(Collected data entries)
================
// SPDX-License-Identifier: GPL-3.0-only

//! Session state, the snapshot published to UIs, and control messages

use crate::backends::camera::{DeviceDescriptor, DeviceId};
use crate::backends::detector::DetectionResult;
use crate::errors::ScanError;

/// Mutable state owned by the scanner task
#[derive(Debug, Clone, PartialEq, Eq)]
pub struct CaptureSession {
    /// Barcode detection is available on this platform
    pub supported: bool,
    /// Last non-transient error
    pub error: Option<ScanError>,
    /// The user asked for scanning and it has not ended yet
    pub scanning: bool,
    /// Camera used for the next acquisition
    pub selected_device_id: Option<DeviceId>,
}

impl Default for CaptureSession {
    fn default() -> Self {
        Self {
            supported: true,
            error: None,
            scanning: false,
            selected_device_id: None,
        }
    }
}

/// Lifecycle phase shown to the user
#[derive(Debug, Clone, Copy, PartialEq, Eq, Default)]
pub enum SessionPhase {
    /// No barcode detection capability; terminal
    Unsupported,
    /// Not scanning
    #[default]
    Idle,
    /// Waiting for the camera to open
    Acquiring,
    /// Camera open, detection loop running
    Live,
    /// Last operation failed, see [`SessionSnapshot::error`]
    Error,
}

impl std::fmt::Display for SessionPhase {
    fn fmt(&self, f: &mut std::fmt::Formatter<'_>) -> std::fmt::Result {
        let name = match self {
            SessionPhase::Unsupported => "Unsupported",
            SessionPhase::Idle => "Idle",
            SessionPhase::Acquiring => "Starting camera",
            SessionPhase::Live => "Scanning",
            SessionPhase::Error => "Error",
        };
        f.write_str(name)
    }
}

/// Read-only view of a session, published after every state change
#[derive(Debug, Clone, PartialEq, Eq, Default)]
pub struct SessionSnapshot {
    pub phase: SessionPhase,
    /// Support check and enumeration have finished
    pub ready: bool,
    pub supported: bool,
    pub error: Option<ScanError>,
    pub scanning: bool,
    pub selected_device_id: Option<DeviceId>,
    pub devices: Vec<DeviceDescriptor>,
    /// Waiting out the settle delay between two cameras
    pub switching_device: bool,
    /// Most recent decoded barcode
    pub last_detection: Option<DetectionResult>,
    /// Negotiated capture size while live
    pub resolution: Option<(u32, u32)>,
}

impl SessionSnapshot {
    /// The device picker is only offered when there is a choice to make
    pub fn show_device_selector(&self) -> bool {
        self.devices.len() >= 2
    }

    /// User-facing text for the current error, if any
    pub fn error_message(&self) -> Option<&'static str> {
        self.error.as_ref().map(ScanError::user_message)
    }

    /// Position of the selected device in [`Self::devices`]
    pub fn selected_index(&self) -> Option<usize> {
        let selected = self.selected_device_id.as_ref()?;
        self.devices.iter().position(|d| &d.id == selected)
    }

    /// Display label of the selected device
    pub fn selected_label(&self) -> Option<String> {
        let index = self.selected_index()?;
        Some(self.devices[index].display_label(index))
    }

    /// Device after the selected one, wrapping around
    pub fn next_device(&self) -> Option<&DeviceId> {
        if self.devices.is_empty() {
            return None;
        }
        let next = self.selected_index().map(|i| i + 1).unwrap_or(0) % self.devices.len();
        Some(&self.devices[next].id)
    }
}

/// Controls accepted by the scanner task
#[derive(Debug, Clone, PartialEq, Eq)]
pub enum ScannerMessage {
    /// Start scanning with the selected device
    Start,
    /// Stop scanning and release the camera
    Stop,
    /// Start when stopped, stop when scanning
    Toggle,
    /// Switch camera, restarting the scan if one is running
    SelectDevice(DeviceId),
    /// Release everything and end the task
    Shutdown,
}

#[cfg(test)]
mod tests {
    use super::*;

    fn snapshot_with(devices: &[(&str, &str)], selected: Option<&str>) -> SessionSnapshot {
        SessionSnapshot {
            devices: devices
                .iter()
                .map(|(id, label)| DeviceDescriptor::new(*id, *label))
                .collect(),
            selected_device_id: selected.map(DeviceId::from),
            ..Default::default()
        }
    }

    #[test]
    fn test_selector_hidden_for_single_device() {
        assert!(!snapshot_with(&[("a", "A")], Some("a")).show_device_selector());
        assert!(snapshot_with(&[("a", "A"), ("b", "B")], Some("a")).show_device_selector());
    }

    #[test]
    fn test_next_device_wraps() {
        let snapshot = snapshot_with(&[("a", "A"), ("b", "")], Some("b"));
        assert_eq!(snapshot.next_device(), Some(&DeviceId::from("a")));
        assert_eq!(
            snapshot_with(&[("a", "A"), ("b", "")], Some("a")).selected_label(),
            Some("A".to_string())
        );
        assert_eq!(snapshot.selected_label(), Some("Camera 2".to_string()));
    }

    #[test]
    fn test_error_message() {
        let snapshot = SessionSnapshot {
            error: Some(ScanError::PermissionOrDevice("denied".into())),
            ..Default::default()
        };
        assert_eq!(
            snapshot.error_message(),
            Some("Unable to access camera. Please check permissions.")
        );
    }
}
================
* _TASK ITEM_: The records above need copying again. Keep each word as it is.

* _SOLUTION_:
// SPDX-License-Identifier: GPL-3.0-only

//! Session state, the snapshot published to UIs, and control messages

use crate::backends::camera::{DeviceDescriptor, DeviceId};
use crate::backends::detector::DetectionResult;
use crate::errors::ScanError;

/// Mutable state owned by the scanner task
#[derive(Debug, Clone, PartialEq, Eq)]
pub struct CaptureSession {
    /// Barcode detection is available on this platform
    pub supported: bool,
    /// Last non-transient error
    pub error: Option<ScanError>,
    /// The user asked for scanning and it has not ended yet
    pub scanning: bool,
    /// Camera used for the next acquisition
    pub selected_device_id: Option<DeviceId>,
}

impl Default for CaptureSession {
    fn default() -> Self {
        Self {
            supported: true,
            error: None,
            scanning: false,
            selected_device_id: None,
        }
    }
}

/// Lifecycle phase shown to the user
#[derive(Debug, Clone, Copy, PartialEq, Eq, Default)]
pub enum SessionPhase {
    /// No barcode detection capability; terminal
    Unsupported,
    /// Not scanning
    #[default]
    Idle,
    /// Waiting for the camera to open
    Acquiring,
    /// Camera open, detection loop running
    Live,
    /// Last operation failed, see [`SessionSnapshot::error`]
    Error,
}

impl std::fmt::Display for SessionPhase {
    fn fmt(&self, f: &mut std::fmt::Formatter<'_>) -> std::fmt::Result {
        let name = match self {
            SessionPhase::Unsupported => "Unsupported",
            SessionPhase::Idle => "Idle",
            SessionPhase::Acquiring => "Starting camera",
            SessionPhase::Live => "Scanning",
            SessionPhase::Error => "Error",
        };
        f.write_str(name)
    }
}

/// Read-only view of a session, published after every state change
#[derive(Debug, Clone, PartialEq, Eq, Default)]
pub struct SessionSnapshot {
    pub phase: SessionPhase,
    /// Support check and enumeration have finished
    pub ready: bool,
    pub supported: bool,
    pub error: Option<ScanError>,
    pub scanning: bool,
    pub selected_device_id: Option<DeviceId>,
    pub devices: Vec<DeviceDescriptor>,
    /// Waiting out the settle delay between two cameras
    pub switching_device: bool,
    /// Most recent decoded barcode
    pub last_detection: Option<DetectionResult>,
    /// Negotiated capture size while live
    pub resolution: Option<(u32, u32)>,
}

impl SessionSnapshot {
    /// The device picker is only offered when there is a choice to make
    pub fn show_device_selector(&self) -> bool {
        self.devices.len() >= 2
    }

    /// User-facing text for the current error, if any
    pub fn error_message(&self) -> Option<&'static str> {
        self.error.as_ref().map(ScanError::user_message)
    }

    /// Position of the selected device in [`Self::devices`]
    pub fn selected_index(&self) -> Option<usize> {
        let selected = self.selected_device_id.as_ref()?;
        self.devices.iter().position(|d| &d.id == selected)
    }

    /// Display label of the selected device
    pub fn selected_label(&self) -> Option<String> {
        let index = self.selected_index()?;
        Some(self.devices[index].display_label(index))
    }

    /// Device after the selected one, wrapping around
    pub fn next_device(&self) -> Option<&DeviceId> {
        if self.devices.is_empty() {
            return None;
        }
        let next = self.selected_index().map(|i| i + 1).unwrap_or(0) % self.devices.len();
        Some(&self.devices[next].id)
    }
}

/// Controls accepted by the scanner task
#[derive(Debug, Clone, PartialEq, Eq)]
pub enum ScannerMessage {
    /// Start scanning with the selected device
    Start,
    /// Stop scanning and release the camera
    Stop,
    /// Start when stopped, stop when scanning
    Toggle,
    /// Switch camera, restarting the scan if one is running
    SelectDevice(DeviceId),
    /// Release everything and end the task
    Shutdown,
}

#[cfg(test)]
mod tests {
    use super::*;

    fn snapshot_with(devices: &[(&str, &str)], selected: Option<&str>) -> SessionSnapshot {
        SessionSnapshot {
            devices: devices
                .iter()
                .map(|(id, label)| DeviceDescriptor::new(*id, *label))
                .collect(),
            selected_device_id: selected.map(DeviceId::from),
            ..Default::default()
        }
    }

    #[test]
    fn test_selector_hidden_for_single_device() {
        assert!(!snapshot_with(&[("a", "A")], Some("a")).show_device_selector());
        assert!(snapshot_with(&[("a", "A"), ("b", "B")], Some("a")).show_device_selector());
    }

    #[test]
    fn test_next_device_wraps() {
        let snapshot = snapshot_with(&[("a", "A"), ("b", "")], Some("b"));
        assert_eq!(snapshot.next_device(), Some(&DeviceId::from("a")));
        assert_eq!(
            snapshot_with(&[("a", "A"), ("b", "")], Some("a")).selected_label(),
            Some("A".to_string())
        );
        assert_eq!(snapshot.selected_label(), Some("Camera 2".to_string()));
    }

    #[test]
    fn test_error_message() {
        let snapshot = SessionSnapshot {
            error: Some(ScanError::PermissionOrDevice("denied".into())),
            ..Default::default()
        };
        assert_eq!(
            snapshot.error_message(),
            Some("Unable to access camera. Please check permissions.")
        );
    }
}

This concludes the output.